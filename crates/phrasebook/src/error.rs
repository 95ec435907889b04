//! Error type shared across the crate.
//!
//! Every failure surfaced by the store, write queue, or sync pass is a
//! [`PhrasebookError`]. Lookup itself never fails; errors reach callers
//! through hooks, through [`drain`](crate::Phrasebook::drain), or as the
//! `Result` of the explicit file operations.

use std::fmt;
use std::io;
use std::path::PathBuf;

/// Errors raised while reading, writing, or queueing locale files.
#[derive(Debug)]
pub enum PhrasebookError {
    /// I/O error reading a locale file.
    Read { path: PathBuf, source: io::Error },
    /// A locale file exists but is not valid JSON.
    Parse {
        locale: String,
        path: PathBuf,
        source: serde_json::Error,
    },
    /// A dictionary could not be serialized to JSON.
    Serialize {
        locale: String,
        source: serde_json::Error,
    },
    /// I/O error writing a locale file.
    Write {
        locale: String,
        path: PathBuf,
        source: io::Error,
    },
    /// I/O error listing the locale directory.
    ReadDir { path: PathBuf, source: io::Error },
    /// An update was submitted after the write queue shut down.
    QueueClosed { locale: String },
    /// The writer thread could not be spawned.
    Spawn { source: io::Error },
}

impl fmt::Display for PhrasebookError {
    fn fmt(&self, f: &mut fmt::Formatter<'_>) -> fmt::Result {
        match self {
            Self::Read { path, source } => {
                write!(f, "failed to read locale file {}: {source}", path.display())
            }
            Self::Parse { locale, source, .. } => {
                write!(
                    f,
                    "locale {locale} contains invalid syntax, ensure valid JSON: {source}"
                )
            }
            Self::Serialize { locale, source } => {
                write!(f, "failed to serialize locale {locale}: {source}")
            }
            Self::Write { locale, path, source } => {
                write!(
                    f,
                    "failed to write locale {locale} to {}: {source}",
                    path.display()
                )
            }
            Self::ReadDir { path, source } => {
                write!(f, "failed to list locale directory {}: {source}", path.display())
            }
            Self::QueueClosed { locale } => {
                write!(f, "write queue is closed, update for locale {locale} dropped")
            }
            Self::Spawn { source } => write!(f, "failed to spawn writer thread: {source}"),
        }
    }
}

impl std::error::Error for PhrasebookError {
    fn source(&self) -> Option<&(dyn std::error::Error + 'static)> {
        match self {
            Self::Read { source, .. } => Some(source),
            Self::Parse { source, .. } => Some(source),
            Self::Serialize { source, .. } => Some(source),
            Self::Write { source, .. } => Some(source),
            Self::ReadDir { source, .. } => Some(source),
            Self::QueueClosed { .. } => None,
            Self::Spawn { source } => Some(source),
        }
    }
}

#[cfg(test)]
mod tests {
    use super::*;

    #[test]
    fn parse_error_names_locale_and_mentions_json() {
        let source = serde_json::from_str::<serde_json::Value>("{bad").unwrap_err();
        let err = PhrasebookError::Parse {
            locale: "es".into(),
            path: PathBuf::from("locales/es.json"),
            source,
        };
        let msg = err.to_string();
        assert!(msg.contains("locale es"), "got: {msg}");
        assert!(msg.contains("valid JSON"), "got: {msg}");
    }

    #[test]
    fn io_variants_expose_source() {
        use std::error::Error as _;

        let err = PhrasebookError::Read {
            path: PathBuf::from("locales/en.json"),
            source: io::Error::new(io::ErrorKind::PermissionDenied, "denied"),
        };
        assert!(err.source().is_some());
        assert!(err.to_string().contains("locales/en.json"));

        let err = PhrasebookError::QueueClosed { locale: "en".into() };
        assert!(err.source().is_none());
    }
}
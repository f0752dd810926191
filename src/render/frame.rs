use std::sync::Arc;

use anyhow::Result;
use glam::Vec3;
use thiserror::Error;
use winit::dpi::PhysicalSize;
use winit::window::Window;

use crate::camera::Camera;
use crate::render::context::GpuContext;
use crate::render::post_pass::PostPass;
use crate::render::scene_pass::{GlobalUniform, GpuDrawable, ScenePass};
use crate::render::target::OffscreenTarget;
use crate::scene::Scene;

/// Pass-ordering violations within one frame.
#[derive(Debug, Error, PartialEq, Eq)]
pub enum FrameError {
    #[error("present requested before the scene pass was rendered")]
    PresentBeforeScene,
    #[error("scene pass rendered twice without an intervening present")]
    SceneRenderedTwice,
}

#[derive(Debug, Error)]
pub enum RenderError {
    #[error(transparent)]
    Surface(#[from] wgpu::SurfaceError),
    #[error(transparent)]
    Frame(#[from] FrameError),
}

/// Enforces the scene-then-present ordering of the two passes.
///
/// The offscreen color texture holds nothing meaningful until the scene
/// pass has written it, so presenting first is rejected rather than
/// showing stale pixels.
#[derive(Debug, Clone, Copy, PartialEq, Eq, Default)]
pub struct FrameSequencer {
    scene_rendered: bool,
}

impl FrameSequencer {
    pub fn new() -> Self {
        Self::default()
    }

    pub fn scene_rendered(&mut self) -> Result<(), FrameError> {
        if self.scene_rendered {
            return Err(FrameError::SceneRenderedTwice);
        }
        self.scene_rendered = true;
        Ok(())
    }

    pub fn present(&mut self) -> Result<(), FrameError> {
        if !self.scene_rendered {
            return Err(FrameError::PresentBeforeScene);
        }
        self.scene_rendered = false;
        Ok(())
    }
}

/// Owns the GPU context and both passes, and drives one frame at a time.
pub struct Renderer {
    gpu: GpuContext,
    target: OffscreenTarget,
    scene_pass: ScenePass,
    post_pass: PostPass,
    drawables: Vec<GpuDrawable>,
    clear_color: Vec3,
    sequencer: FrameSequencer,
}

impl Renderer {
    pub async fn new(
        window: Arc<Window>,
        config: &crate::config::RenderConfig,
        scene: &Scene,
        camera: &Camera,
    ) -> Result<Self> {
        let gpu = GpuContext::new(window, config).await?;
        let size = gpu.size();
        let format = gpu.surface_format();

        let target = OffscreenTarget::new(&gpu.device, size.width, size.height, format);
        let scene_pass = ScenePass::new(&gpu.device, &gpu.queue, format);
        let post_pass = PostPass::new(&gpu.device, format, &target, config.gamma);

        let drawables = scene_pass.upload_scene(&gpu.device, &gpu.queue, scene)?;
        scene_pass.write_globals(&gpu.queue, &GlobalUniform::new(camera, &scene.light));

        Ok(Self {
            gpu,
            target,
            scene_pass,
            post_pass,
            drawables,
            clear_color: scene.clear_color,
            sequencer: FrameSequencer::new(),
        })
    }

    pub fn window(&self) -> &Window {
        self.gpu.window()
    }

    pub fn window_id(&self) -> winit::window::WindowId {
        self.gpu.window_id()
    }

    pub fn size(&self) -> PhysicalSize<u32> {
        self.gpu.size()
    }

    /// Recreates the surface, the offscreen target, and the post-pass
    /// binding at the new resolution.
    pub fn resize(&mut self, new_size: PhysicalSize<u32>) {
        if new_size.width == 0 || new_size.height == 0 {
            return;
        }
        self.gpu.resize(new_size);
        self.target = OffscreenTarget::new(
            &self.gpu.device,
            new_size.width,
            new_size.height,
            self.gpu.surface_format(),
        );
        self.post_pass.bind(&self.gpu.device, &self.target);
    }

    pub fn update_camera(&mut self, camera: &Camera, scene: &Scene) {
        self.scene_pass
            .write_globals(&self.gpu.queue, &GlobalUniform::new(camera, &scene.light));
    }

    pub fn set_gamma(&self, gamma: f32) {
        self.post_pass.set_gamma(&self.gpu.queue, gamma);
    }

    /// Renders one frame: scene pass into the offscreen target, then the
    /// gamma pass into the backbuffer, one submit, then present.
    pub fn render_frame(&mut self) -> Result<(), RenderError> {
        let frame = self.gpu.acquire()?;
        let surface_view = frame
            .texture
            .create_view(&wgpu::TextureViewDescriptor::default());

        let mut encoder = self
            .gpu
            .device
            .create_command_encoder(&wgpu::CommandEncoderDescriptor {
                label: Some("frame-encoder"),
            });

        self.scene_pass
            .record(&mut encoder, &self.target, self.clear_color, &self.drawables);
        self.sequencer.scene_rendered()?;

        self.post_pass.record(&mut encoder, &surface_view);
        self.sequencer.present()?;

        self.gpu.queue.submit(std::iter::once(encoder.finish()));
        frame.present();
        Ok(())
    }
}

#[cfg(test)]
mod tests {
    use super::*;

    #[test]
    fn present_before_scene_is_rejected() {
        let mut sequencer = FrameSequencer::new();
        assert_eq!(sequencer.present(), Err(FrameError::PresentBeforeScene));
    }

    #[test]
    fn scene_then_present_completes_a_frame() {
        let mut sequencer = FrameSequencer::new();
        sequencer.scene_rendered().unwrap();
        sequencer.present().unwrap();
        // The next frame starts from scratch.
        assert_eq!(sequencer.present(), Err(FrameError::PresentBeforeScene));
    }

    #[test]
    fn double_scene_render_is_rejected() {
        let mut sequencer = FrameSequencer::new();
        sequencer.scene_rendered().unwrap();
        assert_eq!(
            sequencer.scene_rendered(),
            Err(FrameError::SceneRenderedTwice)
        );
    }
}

# # # # # # #

[WHAT IS REQUIRED]: Starting at the first line of the listing, retype every line up to and including the one with "reading a locale file.".

[EXERCISE ANSWER]:
filename crates/phrasebook/src/error.rs
repository 95ec435907889b04
//! Error type shared across the crate.
//!
//! Every failure surfaced by the store, write queue, or sync pass is a
//! [`PhrasebookError`]. Lookup itself never fails; errors reach callers
//! through hooks, through [`drain`](crate::Phrasebook::drain), or as the
//! `Result` of the explicit file operations.

use std::fmt;
use std::io;
use std::path::PathBuf;

/// Errors raised while reading, writing, or queueing locale files.
#[derive(Debug)]
pub enum PhrasebookError {
    /// I/O error reading a locale file.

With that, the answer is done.